▶ **Instructions to follow**:
Reproduce verbatim only the lines from the one containing "to write cache" through the last line below, both included.

▶ **The records**:
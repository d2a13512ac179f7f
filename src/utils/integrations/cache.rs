use crate::core::{Node, SourceFile};
use anyhow::{Context, Result};
use dashmap::DashMap;
use serde::{Deserialize, Serialize};
use std::fs;
use std::path::Path;

#[derive(Serialize, Deserialize, Debug, Clone)]
pub struct CacheEntry {
    pub hash: String,
    pub nodes: Vec<Node>,
}

/// Per-file parse results keyed by repository-relative path
#[derive(Serialize, Deserialize, Debug, Default)]
pub struct ParseCache {
    pub entries: DashMap<String, CacheEntry>,
}

impl ParseCache {
    /// Loads a cache file; a missing or unreadable file yields an empty cache.
    pub fn load(path: &Path) -> Self {
        match fs::read_to_string(path) {
            Ok(content) => serde_json::from_str(&content).unwrap_or_else(|e| {
                log::warn!("Ignoring unreadable parse cache {:?}: {}", path, e);
                ParseCache::default()
            }),
            Err(_) => ParseCache::default(),
        }
    }

    pub fn save(&self, path: &Path) -> Result<()> {
        let content = serde_json::to_string(&self)?;
        fs::write(path, content).with_context(|| format!("Failed to write cache {:?}", path))?;
        Ok(())
    }

    /// Cached nodes for `path` when the stored hash still matches.
    pub fn get(&self, path: &str, hash: &str) -> Option<Vec<Node>> {
        self.entries
            .get(path)
            .filter(|entry| entry.hash == hash)
            .map(|entry| entry.nodes.clone())
    }

    pub fn update(&self, path: String, entry: CacheEntry) {
        self.entries.insert(path, entry);
    }

    /// Drops entries for files no longer present.
    pub fn retain_paths(&self, live: &std::collections::HashSet<String>) {
        self.entries.retain(|path, _| live.contains(path));
    }

    pub fn len(&self) -> usize {
        self.entries.len()
    }

    pub fn is_empty(&self) -> bool {
        self.entries.is_empty()
    }

    /// Hash of a read file under the given scan settings; a file cut at the size cap
    /// also hashes its full size.
    pub fn compute_hash(source: &SourceFile, fingerprint: &str) -> String {
        let mut context = md5::Context::new();
        context.consume(source.content.as_bytes());
        if let Some(size) = source.truncated_from {
            context.consume(size.to_le_bytes());
        }
        context.consume(fingerprint.as_bytes());
        format!("{:x}", context.finalize())
    }
}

▶ **Reply**:
        fs::write(path, content).with_context(|| format!("Failed to write cache {:?}", path))?;
        Ok(())
    }

    /// Cached nodes for `path` when the stored hash still matches.
    pub fn get(&self, path: &str, hash: &str) -> Option<Vec<Node>> {
        self.entries
            .get(path)
            .filter(|entry| entry.hash == hash)
            .map(|entry| entry.nodes.clone())
    }

    pub fn update(&self, path: String, entry: CacheEntry) {
        self.entries.insert(path, entry);
    }

    /// Drops entries for files no longer present.
    pub fn retain_paths(&self, live: &std::collections::HashSet<String>) {
        self.entries.retain(|path, _| live.contains(path));
    }

    pub fn len(&self) -> usize {
        self.entries.len()
    }

    pub fn is_empty(&self) -> bool {
        self.entries.is_empty()
    }

    /// Hash of a read file under the given scan settings; a file cut at the size cap
    /// also hashes its full size.
    pub fn compute_hash(source: &SourceFile, fingerprint: &str) -> String {
        let mut context = md5::Context::new();
        context.consume(source.content.as_bytes());
        if let Some(size) = source.truncated_from {
            context.consume(size.to_le_bytes());
        }
        context.consume(fingerprint.as_bytes());
        format!("{:x}", context.finalize())
    }
}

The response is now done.